Cerró la libretita donde había estado escribiendo y la puso en un bolsillo interno del saco.
—¿Siempre podemos ubicarlo aquí, en caso de que haya que aclarar algo, profesor? —dijo.
—Por supuesto.
—Eso es todo, entonces. Y si quiere un consejo de alguien de afuera, profe, de un neófito, como dicen ustedes, tengan el cianuro en un lugar cerrado con llave.
—Lo pensaré —dijo Brade, diplomático—. Oh, y dicho sea de paso, Ralph tenía una llave de este laboratorio. ¿Me la podrían alcanzar si no la necesitan para nada?
—Seguro. Bueno, cuídese, profesor. Fíjese bien en las etiquetas de los frascos. ¡No vaya a mezclarlas!
—Trataré de no hacerlo —dijo Brade.
Y ahora Brade podía estar a solas en el laboratorio una vez más, observar su propio rostro en los lentes de los anteojos y mirar el rostro de la Muerte en todos los otros lugares de la habitación.
Pensó en su esposa. Sin duda Doris estaría preocupada. Esperaba su regreso temprano porque el Capitán Anson iría a las cinco de la tarde. (¡Por Dios! El puntual Capitán iba a estar herido e irritado, pensó Brade con inquietud. Por cierto, lo tomaría como un insulto personal a su preciado manuscrito. Y sin embargo ¿cómo podría haberlo evitado?)
Brade miró el reloj. Casi las siete, y ni siquiera entonces podía irse. Antes tenía que hacer algo.

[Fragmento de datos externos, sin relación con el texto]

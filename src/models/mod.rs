//! Core data models for zenith-fin
//!
//! This module contains all the data structures that represent the tracker
//! domain: transactions, savings goals, notification settings, money.

pub mod category;
pub mod goal;
pub mod ids;
pub mod money;
pub mod settings;
pub mod transaction;

pub use category::Category;
pub use goal::{Coverage, Goal};
pub use ids::{GoalId, TransactionId};
pub use money::Money;
pub use settings::NotificationSettings;
pub use transaction::{NewTransaction, Transaction, TransactionKind};
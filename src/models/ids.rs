//! Entity id newtypes
//!
//! Transactions and goals both carry uuid-backed ids. The newtypes keep the
//! two from being swapped at a call site, and the display form carries a
//! short prefix ("txn-", "goal-") so ids stay readable in listings.

use std::fmt;

use serde::{Deserialize, Serialize};
use uuid::Uuid;

macro_rules! entity_id {
    ($(#[$doc:meta])* $name:ident, $prefix:literal) => {
        $(#[$doc])*
        #[derive(Debug, Clone, Copy, PartialEq, Eq, Hash, Serialize, Deserialize)]
        #[serde(transparent)]
        pub struct $name(Uuid);

        impl $name {
            /// Mint a fresh random id
            pub fn new() -> Self {
                Self(Uuid::new_v4())
            }

            /// The raw uuid
            pub fn as_uuid(&self) -> &Uuid {
                &self.0
            }

            /// Whether a user-typed string refers to this id.
            ///
            /// Accepts the display form, the bare uuid, or a uuid prefix of
            /// at least four hex characters, each with or without the
            /// display tag. Matching ignores case.
            pub fn matches(&self, input: &str) -> bool {
                let input = input.trim();
                let hex = input.strip_prefix($prefix).unwrap_or(input);
                let hex = hex.to_ascii_lowercase();
                let full = self.0.to_string();
                full == hex || (hex.len() >= 4 && full.starts_with(&hex))
            }
        }

        impl fmt::Display for $name {
            fn fmt(&self, f: &mut fmt::Formatter<'_>) -> fmt::Result {
                write!(f, "{}{}", $prefix, &self.0.to_string()[..8])
            }
        }
    };
}

entity_id!(
    /// Identifier of one recorded transaction
    TransactionId,
    "txn-"
);
entity_id!(
    /// Identifier of one savings goal
    GoalId,
    "goal-"
);

#[cfg(test)]
mod tests {
    use super::*;

    #[test]
    fn test_fresh_ids_differ() {
        assert_ne!(TransactionId::new(), TransactionId::new());
        assert!(!GoalId::new().as_uuid().is_nil());
    }

    #[test]
    fn test_display_form() {
        let txn = TransactionId::new().to_string();
        assert!(txn.starts_with("txn-"));
        assert_eq!(txn.len(), "txn-".len() + 8);

        let goal = GoalId::new().to_string();
        assert!(goal.starts_with("goal-"));
        assert_eq!(goal.len(), "goal-".len() + 8);
    }

    #[test]
    fn test_matches_accepted_forms() {
        let id = GoalId::new();
        let full = id.as_uuid().to_string();

        assert!(id.matches(&id.to_string()));
        assert!(id.matches(&full));
        assert!(id.matches(&full[..6]));
        assert!(id.matches(&format!("goal-{}", full[..6].to_uppercase())));
        assert!(id.matches(&format!("  {}  ", id)));
    }

    #[test]
    fn test_matches_rejected_forms() {
        let id = TransactionId::new();
        let full = id.as_uuid().to_string();

        // Under four characters is too ambiguous to resolve
        assert!(!id.matches(&full[..3]));
        assert!(!id.matches(""));
        assert!(!id.matches("txn-zzzz"));
    }

    #[test]
    fn test_serde_round_trip_is_transparent() {
        let id = TransactionId::new();
        let json = serde_json::to_string(&id).unwrap();
        // Serializes as the bare uuid string
        assert_eq!(json, format!("\"{}\"", id.as_uuid()));
        let back: TransactionId = serde_json::from_str(&json).unwrap();
        assert_eq!(id, back);
    }

    #[test]
    fn test_entity_ids_are_distinct_types() {
        // TransactionId and GoalId cannot be compared or assigned across;
        // only their raw uuids can
        assert_ne!(TransactionId::new().as_uuid(), GoalId::new().as_uuid());
    }
}
//! JSON export
//!
//! Serializes the tracker state into a versioned snapshot document, or just
//! the transaction log or goal list on their own.

use chrono::{DateTime, Utc};
use serde::{Deserialize, Serialize};
use std::io::Write;

use crate::error::{ZenithError, ZenithResult};
use crate::models::{Goal, Money, NotificationSettings, Transaction};
use crate::storage::Store;

/// Bumped whenever the snapshot layout changes shape
pub const EXPORT_SCHEMA_VERSION: &str = "1.0.0";

/// One self-contained snapshot of everything the tracker knows
#[derive(Debug, Clone, Serialize, Deserialize)]
pub struct FullExport {
    /// Layout version, so older files stay readable
    pub schema_version: String,

    /// When the snapshot was taken (UTC)
    pub exported_at: DateTime<Utc>,

    /// zenith-fin version that wrote the file
    pub app_version: String,

    /// Stored initial balance
    pub initial_balance: Money,

    /// All transactions, most recently recorded first
    pub transactions: Vec<Transaction>,

    /// All savings goals
    pub goals: Vec<Goal>,

    /// Notification preferences
    pub settings: NotificationSettings,

    /// Counts and date span, for eyeballing a file without parsing it all
    pub metadata: ExportMetadata,
}

#[derive(Debug, Clone, Serialize, Deserialize)]
pub struct ExportMetadata {
    pub transaction_count: usize,
    pub goal_count: usize,
    /// Date of the oldest transaction, if any exist
    pub earliest_transaction: Option<String>,
    /// Date of the newest transaction, if any exist
    pub latest_transaction: Option<String>,
}

impl FullExport {
    /// Snapshot every blob in the store
    pub fn from_store(store: &Store) -> ZenithResult<Self> {
        let transactions = store.transactions.get_all()?;
        let goals = store.goals.get_all()?;

        let dates = transactions.iter().map(|t| t.date);
        let metadata = ExportMetadata {
            transaction_count: transactions.len(),
            goal_count: goals.len(),
            earliest_transaction: dates.clone().min().map(|d| d.to_string()),
            latest_transaction: dates.max().map(|d| d.to_string()),
        };

        Ok(Self {
            schema_version: EXPORT_SCHEMA_VERSION.to_string(),
            exported_at: Utc::now(),
            app_version: env!("CARGO_PKG_VERSION").to_string(),
            initial_balance: store.balance.get()?,
            transactions,
            goals,
            settings: store.settings.get()?,
            metadata,
        })
    }
}

/// Write the full snapshot as JSON
pub fn export_full_json<W: Write>(store: &Store, writer: &mut W, pretty: bool) -> ZenithResult<()> {
    let export = FullExport::from_store(store)?;
    write_json(writer, &export, pretty)
}

/// Write only the transaction log as JSON
pub fn export_transactions_json<W: Write>(
    store: &Store,
    writer: &mut W,
    pretty: bool,
) -> ZenithResult<()> {
    let transactions = store.transactions.get_all()?;
    write_json(writer, &transactions, pretty)
}

/// Write only the goal list as JSON
pub fn export_goals_json<W: Write>(store: &Store, writer: &mut W, pretty: bool) -> ZenithResult<()> {
    let goals = store.goals.get_all()?;
    write_json(writer, &goals, pretty)
}

fn write_json<W: Write, T: Serialize>(writer: &mut W, value: &T, pretty: bool) -> ZenithResult<()> {
    let written = if pretty {
        serde_json::to_writer_pretty(writer, value)
    } else {
        serde_json::to_writer(writer, value)
    };
    written.map_err(|e| ZenithError::Export(e.to_string()))
}
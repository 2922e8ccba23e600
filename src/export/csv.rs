//! CSV export functionality
//!
//! Exports the transaction log and the goal list as flat CSV tables.
//! Amounts are written as plain decimals without the currency suffix so
//! spreadsheets treat them as numbers.

use std::io::Write;

use csv::Writer;

use crate::error::{ZenithError, ZenithResult};
use crate::storage::Store;

fn decimal(cents: i64) -> String {
    format!("{:.2}", cents as f64 / 100.0)
}

/// Export all transactions to CSV, in stored order
pub fn export_transactions_csv<W: Write>(store: &Store, writer: &mut W) -> ZenithResult<()> {
    let mut wtr = Writer::from_writer(writer);

    wtr.write_record(["Id", "Date", "Kind", "Category", "Description", "Amount"])?;

    for txn in store.transactions.get_all()? {
        wtr.write_record([
            txn.id.to_string(),
            txn.date.to_string(),
            txn.kind.to_string(),
            txn.category.to_string(),
            txn.description.clone(),
            decimal(txn.amount.cents()),
        ])?;
    }

    wtr.flush()
        .map_err(|e| ZenithError::Export(e.to_string()))?;
    Ok(())
}

/// Export all goals to CSV, in creation order
pub fn export_goals_csv<W: Write>(store: &Store, writer: &mut W) -> ZenithResult<()> {
    let mut wtr = Writer::from_writer(writer);

    wtr.write_record(["Id", "Title", "Target", "Saved", "Deadline"])?;

    for goal in store.goals.get_all()? {
        let deadline = goal
            .deadline
            .map(|d| d.to_string())
            .unwrap_or_default();
        wtr.write_record([
            goal.id.to_string(),
            goal.title.clone(),
            decimal(goal.target_amount.cents()),
            decimal(goal.current_amount.cents()),
            deadline,
        ])?;
    }

    wtr.flush()
        .map_err(|e| ZenithError::Export(e.to_string()))?;
    Ok(())
}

Cerró las manchadas persianas venecianas y encendió los tubos fluorescentes del techo para aumentar la luz de la lámpara del escritorio. Aún no había empezado a llegar el grueso de los cursos de extensión de la noche, y el edificio estaba prácticamente vacío. El amontonamiento de estudiantes y demás personas que se había juntado con la llegada de la policía se había disuelto cuando ésta se fue.
Se sentía agradecido por aquello, por la intimidad.
Tenía trabajo por hacer con rapidez y necesitaba toda la intimidad posible.